Pasos para hacer una auditoría de sistemas

La auditoría se centra en evaluar la eficiencia y eficacia del modo que se opera y por lo tanto poder tomar decisiones para corregir errores o incluso mejorar la actuación.

En una auditoría hay varias etapas distintas. En este caso hay que puntualizar la de sistemas y sus clases, así como los pasos que hay que seguir para su realización y obtener un resultado lo más óptimo posible. Entre los más característicos está la exploración, planteamiento, supervisión, ejecución, informe y seguimiento.

Qué es una auditoría de sistemas

La de sistemas se puede definir como la evaluación y revisión de los controles, equipos de cómputo, su seguridad, utilización, eficiencia y procedimientos de informática.

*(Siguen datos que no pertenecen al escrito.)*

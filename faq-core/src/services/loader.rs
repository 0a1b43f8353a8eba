use std::fs;
use std::path::{Path, PathBuf};
use std::time::Duration;

use reqwest::blocking::Client;
use serde_json::Value;

use super::{encoding, normalize};
use crate::config::Settings;
use crate::error::{FaqError, Result};
use crate::model::faq::Dataset;
use crate::model::lang::Lang;
use crate::model::localized::Resolution;

const LANG_PLACEHOLDER: &str = "{lang}";

/// Where dataset files live: a local directory or an HTTP(S) base URL.
#[derive(Debug, Clone)]
pub struct DatasetSource {
    base: String,
    file_pattern: String,
    timeout: Duration,
}

impl DatasetSource {
    pub fn new(base: impl Into<String>, file_pattern: impl Into<String>, timeout: Duration) -> Self {
        DatasetSource {
            base: base.into(),
            file_pattern: file_pattern.into(),
            timeout,
        }
    }

    pub fn from_settings(settings: &Settings) -> Self {
        Self::new(
            settings.data.source.clone(),
            settings.data.file_pattern.clone(),
            settings.http_timeout(),
        )
    }

    /// One file per language, as opposed to a unified dataset.
    pub fn is_per_language(&self) -> bool {
        self.file_pattern.contains(LANG_PLACEHOLDER)
    }

    pub fn resolution(&self, lang: Lang) -> Resolution {
        if self.is_per_language() {
            Resolution::Strict
        } else {
            Resolution::Localized(lang)
        }
    }

    pub fn file_name(&self, lang: Lang) -> String {
        self.file_pattern.replace(LANG_PLACEHOLDER, lang.code())
    }

    fn is_remote(&self) -> bool {
        self.base.starts_with("http://") || self.base.starts_with("https://")
    }

    pub fn location(&self, lang: Lang) -> String {
        let file = self.file_name(lang);
        if self.is_remote() {
            format!("{}/{}", self.base.trim_end_matches('/'), file)
        } else {
            Path::new(&self.base).join(file).to_string_lossy().to_string()
        }
    }

    /// Default target of an authoring export: the dataset file itself for a
    /// local source, the bare file name in the working directory otherwise.
    pub fn export_path(&self, lang: Lang) -> PathBuf {
        if self.is_remote() {
            PathBuf::from(self.file_name(lang))
        } else {
            Path::new(&self.base).join(self.file_name(lang))
        }
    }

    /// Raw dataset document for `lang`, decoded and parsed but not normalized.
    pub fn fetch_document(&self, lang: Lang) -> Result<Value> {
        let location = self.location(lang);
        let bytes = if self.is_remote() {
            self.fetch_remote(&location)?
        } else {
            fs::read(&location).map_err(|e| FaqError::io(format!("failed to read {location}"), e))?
        };

        let decoded = encoding::decode(&bytes);
        tracing::debug!(%location, encoding = %decoded.encoding, bytes = bytes.len(), "dataset fetched");

        serde_json::from_str(&decoded.text).map_err(|e| FaqError::json(location, e))
    }

    pub fn load(&self, lang: Lang) -> Result<Dataset> {
        let doc = self.fetch_document(lang)?;
        let dataset = normalize::normalize_dataset(&doc, self.resolution(lang));
        tracing::info!(%lang, records = dataset.len(), "dataset loaded");
        Ok(dataset)
    }

    fn fetch_remote(&self, url: &str) -> Result<Vec<u8>> {
        let fetch_err = |source: reqwest::Error| FaqError::Fetch {
            url: url.to_string(),
            source,
        };

        let client = Client::builder()
            .timeout(self.timeout)
            .build()
            .map_err(fetch_err)?;

        let resp = client.get(url).send().map_err(fetch_err)?;
        let status = resp.status();
        if !status.is_success() {
            return Err(FaqError::HttpStatus {
                url: url.to_string(),
                status: status.as_u16(),
            });
        }

        let bytes = resp.bytes().map_err(fetch_err)?;
        Ok(bytes.to_vec())
    }
}
use std::time::{Duration, Instant};

/// Coalesces bursts of values: only the latest survives, and it is released
/// once no new value has arrived for `quiet`.
#[derive(Debug, Clone)]
pub struct Debouncer<T> {
    quiet: Duration,
    pending: Option<(T, Instant)>,
}

impl<T> Debouncer<T> {
    pub fn new(quiet: Duration) -> Self {
        Debouncer {
            quiet,
            pending: None,
        }
    }

    pub fn is_pending(&self) -> bool {
        self.pending.is_some()
    }

    /// Replaces any pending value and restarts the quiet period.
    pub fn push(&mut self, value: T, now: Instant) {
        self.pending = Some((value, now));
    }

    pub fn cancel(&mut self) {
        self.pending = None;
    }

    pub fn poll(&mut self, now: Instant) -> Option<T> {
        let ready = match &self.pending {
            Some((_, at)) => now.saturating_duration_since(*at) >= self.quiet,
            None => false,
        };

        if ready {
            self.pending.take().map(|(v, _)| v)
        } else {
            None
        }
    }
}

#[cfg(test)]
mod tests {
    use super::*;

    const QUIET: Duration = Duration::from_millis(200);

    #[test]
    fn releases_after_quiet_period() {
        let t0 = Instant::now();
        let mut d = Debouncer::new(QUIET);
        d.push("m", t0);

        assert_eq!(d.poll(t0 + Duration::from_millis(100)), None);
        assert!(d.is_pending());
        assert_eq!(d.poll(t0 + QUIET), Some("m"));
        assert!(!d.is_pending());
        assert_eq!(d.poll(t0 + Duration::from_secs(5)), None);
    }

    #[test]
    fn rapid_pushes_coalesce_to_latest() {
        let t0 = Instant::now();
        let mut d = Debouncer::new(QUIET);
        d.push("m", t0);
        d.push("mo", t0 + Duration::from_millis(50));
        d.push("mot", t0 + Duration::from_millis(150));

        // 200ms after the first push but only 50ms after the last one
        assert_eq!(d.poll(t0 + Duration::from_millis(200)), None);
        assert_eq!(d.poll(t0 + Duration::from_millis(350)), Some("mot"));
    }

    #[test]
    fn cancel_drops_pending_value() {
        let t0 = Instant::now();
        let mut d = Debouncer::new(QUIET);
        d.push(1, t0);
        d.cancel();
        assert_eq!(d.poll(t0 + QUIET), None);
    }
}
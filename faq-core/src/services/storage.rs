use std::fs;
use std::io::ErrorKind;
use std::path::{Path, PathBuf};

use crate::error::{FaqError, Result};
use crate::model::lang::Lang;

/// Last-selected browsing language.
pub const LANG_KEY: &str = "faq_lang_v1";
/// Authoring draft (full serialized dataset).
pub const DRAFT_KEY: &str = "faq_admin_draft_v1";

/// Draft key for a dataset. Per-language datasets keep one draft per
/// language so a draft is never exported over another language's file.
pub fn draft_key(lang: Option<Lang>) -> String {
    match lang {
        Some(lang) => format!("{DRAFT_KEY}.{}", lang.code()),
        None => DRAFT_KEY.to_string(),
    }
}

/// Directory-backed string store, one file per key.
#[derive(Debug, Clone)]
pub struct LocalStore {
    dir: PathBuf,
}

impl LocalStore {
    pub fn new(dir: impl Into<PathBuf>) -> Self {
        LocalStore { dir: dir.into() }
    }

    fn path_for(&self, key: &str) -> PathBuf {
        self.dir.join(key)
    }

    pub fn get(&self, key: &str) -> Result<Option<String>> {
        let path = self.path_for(key);
        match fs::read_to_string(&path) {
            Ok(s) => Ok(Some(s)),
            Err(e) if e.kind() == ErrorKind::NotFound => Ok(None),
            Err(e) => Err(FaqError::io(format!("failed to read {}", path.display()), e)),
        }
    }

    pub fn set(&self, key: &str, value: &str) -> Result<()> {
        write_atomic(&self.path_for(key), value.as_bytes())
    }

    pub fn remove(&self, key: &str) -> Result<()> {
        let path = self.path_for(key);
        match fs::remove_file(&path) {
            Ok(()) => Ok(()),
            Err(e) if e.kind() == ErrorKind::NotFound => Ok(()),
            Err(e) => Err(FaqError::io(format!("failed to remove {}", path.display()), e)),
        }
    }

    /// Stored language preference. Unreadable or unknown values are ignored.
    pub fn load_lang(&self) -> Option<Lang> {
        match self.get(LANG_KEY) {
            Ok(Some(code)) => match code.parse() {
                Ok(lang) => Some(lang),
                Err(e) => {
                    tracing::warn!("ignoring stored language: {e}");
                    None
                }
            },
            Ok(None) => None,
            Err(e) => {
                tracing::warn!("failed to read language preference: {e}");
                None
            }
        }
    }

    pub fn save_lang(&self, lang: Lang) -> Result<()> {
        self.set(LANG_KEY, lang.code())
    }
}

pub(crate) fn write_atomic(path: &Path, bytes: &[u8]) -> Result<()> {
    let tmp = tmp_path(path);

    if let Some(parent) = tmp.parent() {
        fs::create_dir_all(parent)
            .map_err(|e| FaqError::io(format!("failed to create {}", parent.display()), e))?;
    }

    fs::write(&tmp, bytes).map_err(|e| FaqError::io(format!("failed to write {}", tmp.display()), e))?;

    if let Err(e) = fs::rename(&tmp, path) {
        // Windows will not rename over an existing file
        if !path.exists() {
            return Err(FaqError::io(format!("failed to write {}", path.display()), e));
        }
        fs::remove_file(path)
            .map_err(|e| FaqError::io(format!("failed to replace {}", path.display()), e))?;
        fs::rename(&tmp, path).map_err(|e| FaqError::io(format!("failed to write {}", path.display()), e))?;
    }

    Ok(())
}

fn tmp_path(path: &Path) -> PathBuf {
    let mut p = path.to_path_buf();
    let file_name = match path.file_name().and_then(|s| s.to_str()) {
        Some(n) => n.to_string(),
        None => "faq".to_string(),
    };
    p.set_file_name(format!("{file_name}.tmp"));
    p
}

Todo ello tiene un fin que no es otro que servir para tomar decisiones por medio de un señalado de cursos que son alternativos (logrando una utilización más eficaz).

 

El examen que realiza un contador público para calcular el procesamiento electrónico y sus resultados, lo cual le da al auditor la ocasión de realizar un trabajo mucho más calado sobre las actividades. El que realiza la auditoría puede envolver actividades más allá de lo mercantil, incluyendo la operacional y financiera.

Los pasos a seguir

En la exploración se hace el examen previo que se va a realizar en el proceso. Sus resultados permiten realizar la selección y las materias sobre las que se va a realizar el estudio. En el planteamiento se define la estrategia de la auditoría. Hay que definir las tareas y temas que se han de ejecutar, nombrar a los especialistas y la fecha de inicio y terminación.

 

Una vez llegada a la supervisión se asegura los objetivos de calidad que se vayan a cumplir. Asimismo, se garantizará que las normas de la auditoría se cumplan, por lo que todos los miembros deben de comprender todo. Normalmente se realizan dos niveles. En la fase de ejecución se recaba las pruebas que proponga el auditor y en la de informe se formalizará el documento de resultados y estos son llevados al máximo nivel directivo que tenga la entidad.

 

Ya por último está el seguimiento, que no es más que los resultados que han dado la auditoría. Estos pueden ser buenos o malos. En recomendable que pasados unos seis meses o incluso el año se vuelva repetir para ver el cumplimiento de las anomalías detectadas.